### Problem requirements
Copy each line of the records that holds the string "fullness".

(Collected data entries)
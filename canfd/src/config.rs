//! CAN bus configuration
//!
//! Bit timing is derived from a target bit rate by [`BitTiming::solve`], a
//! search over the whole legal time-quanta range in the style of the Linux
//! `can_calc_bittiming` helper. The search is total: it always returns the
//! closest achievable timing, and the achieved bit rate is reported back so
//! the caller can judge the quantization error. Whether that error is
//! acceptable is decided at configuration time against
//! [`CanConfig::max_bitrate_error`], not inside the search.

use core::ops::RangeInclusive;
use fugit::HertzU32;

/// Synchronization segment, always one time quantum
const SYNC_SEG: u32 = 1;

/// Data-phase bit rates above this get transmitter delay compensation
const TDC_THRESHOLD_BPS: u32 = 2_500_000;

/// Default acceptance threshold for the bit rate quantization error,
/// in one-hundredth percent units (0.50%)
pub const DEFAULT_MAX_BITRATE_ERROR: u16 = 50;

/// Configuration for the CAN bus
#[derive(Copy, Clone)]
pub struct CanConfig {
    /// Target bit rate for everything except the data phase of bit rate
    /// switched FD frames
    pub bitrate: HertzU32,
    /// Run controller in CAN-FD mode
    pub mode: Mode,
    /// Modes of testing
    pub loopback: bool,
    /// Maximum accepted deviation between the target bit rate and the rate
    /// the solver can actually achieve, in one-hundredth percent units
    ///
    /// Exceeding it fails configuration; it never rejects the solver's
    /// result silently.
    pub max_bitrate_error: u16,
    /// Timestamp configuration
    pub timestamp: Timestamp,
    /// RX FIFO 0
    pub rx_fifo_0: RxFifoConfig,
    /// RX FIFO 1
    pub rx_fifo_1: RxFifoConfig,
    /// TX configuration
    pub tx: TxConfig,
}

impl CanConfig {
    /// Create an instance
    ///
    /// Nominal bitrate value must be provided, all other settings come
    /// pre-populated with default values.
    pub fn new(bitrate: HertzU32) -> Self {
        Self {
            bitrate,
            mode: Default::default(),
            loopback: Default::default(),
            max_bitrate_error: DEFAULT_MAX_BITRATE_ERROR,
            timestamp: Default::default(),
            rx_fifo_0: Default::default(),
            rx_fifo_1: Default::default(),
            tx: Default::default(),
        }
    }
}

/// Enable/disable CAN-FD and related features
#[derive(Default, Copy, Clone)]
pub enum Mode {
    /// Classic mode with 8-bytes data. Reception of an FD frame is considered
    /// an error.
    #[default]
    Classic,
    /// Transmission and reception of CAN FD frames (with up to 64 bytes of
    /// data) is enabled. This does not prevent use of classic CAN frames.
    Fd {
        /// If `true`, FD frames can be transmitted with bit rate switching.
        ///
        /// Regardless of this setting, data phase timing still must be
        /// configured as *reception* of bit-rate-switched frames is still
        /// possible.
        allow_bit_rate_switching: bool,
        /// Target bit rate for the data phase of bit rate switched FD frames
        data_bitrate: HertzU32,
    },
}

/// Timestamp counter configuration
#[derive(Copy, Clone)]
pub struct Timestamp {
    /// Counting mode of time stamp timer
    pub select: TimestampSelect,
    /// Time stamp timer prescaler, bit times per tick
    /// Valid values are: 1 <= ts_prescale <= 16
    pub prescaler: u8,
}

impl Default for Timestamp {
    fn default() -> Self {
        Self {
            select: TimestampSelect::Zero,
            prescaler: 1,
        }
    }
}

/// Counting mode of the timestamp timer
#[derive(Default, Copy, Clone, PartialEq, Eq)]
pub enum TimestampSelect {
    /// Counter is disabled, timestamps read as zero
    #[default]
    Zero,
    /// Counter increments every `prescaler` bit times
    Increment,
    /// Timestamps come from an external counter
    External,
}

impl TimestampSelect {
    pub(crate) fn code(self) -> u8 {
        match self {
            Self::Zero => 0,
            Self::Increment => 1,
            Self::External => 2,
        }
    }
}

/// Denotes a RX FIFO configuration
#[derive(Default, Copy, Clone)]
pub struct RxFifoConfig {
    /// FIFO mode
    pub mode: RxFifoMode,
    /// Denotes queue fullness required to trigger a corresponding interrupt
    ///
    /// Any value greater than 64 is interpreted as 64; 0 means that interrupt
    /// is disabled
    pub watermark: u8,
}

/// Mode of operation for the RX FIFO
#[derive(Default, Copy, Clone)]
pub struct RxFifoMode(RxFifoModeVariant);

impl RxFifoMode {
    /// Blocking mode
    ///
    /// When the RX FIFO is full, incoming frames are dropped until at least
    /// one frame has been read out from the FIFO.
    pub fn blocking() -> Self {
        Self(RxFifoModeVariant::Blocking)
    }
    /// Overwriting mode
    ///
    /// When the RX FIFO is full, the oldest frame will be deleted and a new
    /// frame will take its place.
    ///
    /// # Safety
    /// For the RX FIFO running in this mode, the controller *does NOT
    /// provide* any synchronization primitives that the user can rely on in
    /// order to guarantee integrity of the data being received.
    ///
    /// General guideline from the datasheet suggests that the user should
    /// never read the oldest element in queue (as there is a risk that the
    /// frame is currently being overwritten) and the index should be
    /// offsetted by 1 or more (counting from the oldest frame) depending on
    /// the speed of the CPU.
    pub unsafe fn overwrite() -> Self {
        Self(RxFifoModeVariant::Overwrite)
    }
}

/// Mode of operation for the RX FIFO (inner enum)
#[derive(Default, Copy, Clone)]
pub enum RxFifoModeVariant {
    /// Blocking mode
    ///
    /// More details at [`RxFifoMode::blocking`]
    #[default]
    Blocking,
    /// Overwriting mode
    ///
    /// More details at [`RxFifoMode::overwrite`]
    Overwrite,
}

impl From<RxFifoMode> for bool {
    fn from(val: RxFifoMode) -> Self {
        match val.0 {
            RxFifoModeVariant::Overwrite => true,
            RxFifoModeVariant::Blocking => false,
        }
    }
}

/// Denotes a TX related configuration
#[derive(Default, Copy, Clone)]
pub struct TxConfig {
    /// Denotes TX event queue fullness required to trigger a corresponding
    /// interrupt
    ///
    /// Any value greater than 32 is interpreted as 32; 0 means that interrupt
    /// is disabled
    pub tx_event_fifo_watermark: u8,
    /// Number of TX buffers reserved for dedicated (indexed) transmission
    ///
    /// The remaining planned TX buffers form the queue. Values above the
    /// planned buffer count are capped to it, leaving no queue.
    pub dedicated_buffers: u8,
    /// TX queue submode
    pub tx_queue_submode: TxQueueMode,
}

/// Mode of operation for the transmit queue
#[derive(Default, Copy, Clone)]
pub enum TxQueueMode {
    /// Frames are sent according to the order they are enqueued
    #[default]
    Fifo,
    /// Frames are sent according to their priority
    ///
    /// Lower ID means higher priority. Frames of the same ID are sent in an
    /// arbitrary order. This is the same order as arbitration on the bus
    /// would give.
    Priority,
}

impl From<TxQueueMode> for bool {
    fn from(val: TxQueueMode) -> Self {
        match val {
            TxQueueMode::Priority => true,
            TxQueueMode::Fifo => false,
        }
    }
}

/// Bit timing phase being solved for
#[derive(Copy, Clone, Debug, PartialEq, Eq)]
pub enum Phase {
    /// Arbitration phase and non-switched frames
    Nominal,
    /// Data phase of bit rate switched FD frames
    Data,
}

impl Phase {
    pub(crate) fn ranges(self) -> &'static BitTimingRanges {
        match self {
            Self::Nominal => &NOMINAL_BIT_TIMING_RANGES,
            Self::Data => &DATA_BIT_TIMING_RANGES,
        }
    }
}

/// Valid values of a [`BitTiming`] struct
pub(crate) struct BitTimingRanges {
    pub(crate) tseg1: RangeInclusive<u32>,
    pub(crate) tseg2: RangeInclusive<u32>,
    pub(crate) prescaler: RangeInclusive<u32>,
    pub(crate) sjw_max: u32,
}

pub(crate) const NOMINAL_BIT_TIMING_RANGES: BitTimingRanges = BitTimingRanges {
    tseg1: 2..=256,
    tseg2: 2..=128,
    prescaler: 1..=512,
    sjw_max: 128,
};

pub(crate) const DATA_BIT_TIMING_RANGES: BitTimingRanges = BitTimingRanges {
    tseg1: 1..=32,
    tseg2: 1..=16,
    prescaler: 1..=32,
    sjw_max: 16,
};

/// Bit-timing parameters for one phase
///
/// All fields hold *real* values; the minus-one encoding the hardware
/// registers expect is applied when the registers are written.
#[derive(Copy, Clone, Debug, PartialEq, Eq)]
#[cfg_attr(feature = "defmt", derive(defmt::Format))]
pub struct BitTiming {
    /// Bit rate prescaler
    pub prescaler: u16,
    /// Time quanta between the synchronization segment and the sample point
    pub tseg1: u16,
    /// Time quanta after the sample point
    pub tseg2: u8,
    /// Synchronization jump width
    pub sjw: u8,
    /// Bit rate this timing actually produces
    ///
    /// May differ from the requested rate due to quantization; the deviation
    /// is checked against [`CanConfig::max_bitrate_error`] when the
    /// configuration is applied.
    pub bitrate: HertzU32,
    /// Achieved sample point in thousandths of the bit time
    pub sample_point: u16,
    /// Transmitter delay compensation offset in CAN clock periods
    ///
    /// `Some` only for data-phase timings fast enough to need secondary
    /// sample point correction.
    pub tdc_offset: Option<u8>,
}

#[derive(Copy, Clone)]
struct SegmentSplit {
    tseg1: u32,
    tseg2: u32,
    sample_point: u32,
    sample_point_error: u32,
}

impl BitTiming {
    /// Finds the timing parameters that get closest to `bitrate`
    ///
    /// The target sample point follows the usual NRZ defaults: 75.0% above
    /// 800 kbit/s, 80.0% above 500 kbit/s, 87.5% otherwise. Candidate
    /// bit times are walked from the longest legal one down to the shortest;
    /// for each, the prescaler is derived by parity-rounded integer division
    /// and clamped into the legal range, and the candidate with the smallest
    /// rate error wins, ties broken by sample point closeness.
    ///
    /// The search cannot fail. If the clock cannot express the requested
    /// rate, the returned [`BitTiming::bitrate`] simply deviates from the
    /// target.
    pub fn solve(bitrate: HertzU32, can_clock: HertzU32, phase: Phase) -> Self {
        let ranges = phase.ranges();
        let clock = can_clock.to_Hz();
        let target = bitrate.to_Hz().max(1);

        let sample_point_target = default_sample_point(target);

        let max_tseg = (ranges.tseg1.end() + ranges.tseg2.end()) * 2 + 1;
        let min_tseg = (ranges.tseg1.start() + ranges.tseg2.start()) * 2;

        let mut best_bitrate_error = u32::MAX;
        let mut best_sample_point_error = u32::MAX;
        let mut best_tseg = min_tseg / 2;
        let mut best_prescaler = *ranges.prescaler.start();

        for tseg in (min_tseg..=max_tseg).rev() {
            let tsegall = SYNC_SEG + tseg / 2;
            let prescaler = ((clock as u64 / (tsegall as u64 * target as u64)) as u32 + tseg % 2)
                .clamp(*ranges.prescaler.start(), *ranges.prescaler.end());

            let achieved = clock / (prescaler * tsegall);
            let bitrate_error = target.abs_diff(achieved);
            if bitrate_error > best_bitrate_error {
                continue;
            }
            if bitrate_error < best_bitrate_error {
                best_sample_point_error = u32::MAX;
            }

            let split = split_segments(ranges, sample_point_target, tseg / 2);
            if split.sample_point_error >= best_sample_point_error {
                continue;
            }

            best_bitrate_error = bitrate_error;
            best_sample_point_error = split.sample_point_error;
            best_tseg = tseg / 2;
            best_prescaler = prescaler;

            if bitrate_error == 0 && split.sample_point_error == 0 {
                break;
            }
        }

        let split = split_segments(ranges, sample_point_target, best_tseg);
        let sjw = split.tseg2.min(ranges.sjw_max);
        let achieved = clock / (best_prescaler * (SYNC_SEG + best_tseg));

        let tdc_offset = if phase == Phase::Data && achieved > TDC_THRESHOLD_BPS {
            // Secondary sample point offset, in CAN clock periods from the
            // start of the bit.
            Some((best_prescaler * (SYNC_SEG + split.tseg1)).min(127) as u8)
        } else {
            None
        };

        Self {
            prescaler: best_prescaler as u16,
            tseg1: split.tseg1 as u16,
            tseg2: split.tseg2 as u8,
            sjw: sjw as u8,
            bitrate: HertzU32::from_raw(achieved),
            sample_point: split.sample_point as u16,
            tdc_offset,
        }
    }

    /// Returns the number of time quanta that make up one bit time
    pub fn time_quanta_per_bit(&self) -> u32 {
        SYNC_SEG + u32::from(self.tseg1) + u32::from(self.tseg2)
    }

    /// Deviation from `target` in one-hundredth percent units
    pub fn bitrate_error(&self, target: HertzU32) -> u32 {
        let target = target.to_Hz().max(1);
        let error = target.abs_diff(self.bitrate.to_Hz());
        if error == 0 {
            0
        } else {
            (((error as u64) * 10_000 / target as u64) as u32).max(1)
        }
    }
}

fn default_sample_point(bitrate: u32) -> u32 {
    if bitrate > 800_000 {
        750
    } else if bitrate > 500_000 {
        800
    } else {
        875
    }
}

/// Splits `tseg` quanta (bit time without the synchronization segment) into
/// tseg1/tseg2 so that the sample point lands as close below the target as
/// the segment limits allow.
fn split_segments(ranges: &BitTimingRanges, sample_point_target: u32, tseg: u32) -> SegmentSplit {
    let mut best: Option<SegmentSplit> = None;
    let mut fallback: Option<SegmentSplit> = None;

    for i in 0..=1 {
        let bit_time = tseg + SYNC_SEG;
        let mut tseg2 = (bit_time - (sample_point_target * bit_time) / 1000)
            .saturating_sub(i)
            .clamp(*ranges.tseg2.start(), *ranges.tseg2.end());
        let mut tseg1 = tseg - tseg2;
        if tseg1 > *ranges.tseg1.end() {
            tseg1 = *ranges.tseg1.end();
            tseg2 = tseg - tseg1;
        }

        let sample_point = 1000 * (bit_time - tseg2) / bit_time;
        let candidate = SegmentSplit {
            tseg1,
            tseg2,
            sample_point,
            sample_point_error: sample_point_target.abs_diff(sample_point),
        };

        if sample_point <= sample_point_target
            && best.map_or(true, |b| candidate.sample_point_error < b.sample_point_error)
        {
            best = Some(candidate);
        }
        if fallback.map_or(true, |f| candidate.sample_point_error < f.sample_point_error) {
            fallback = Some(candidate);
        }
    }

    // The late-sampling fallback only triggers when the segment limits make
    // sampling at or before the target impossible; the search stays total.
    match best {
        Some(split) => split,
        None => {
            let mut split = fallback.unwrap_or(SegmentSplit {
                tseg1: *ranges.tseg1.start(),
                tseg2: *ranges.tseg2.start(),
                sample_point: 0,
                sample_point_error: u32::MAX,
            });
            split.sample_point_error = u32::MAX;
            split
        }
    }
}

### Response to the task
    /// Denotes queue fullness required to trigger a corresponding interrupt
    /// Denotes TX event queue fullness required to trigger a corresponding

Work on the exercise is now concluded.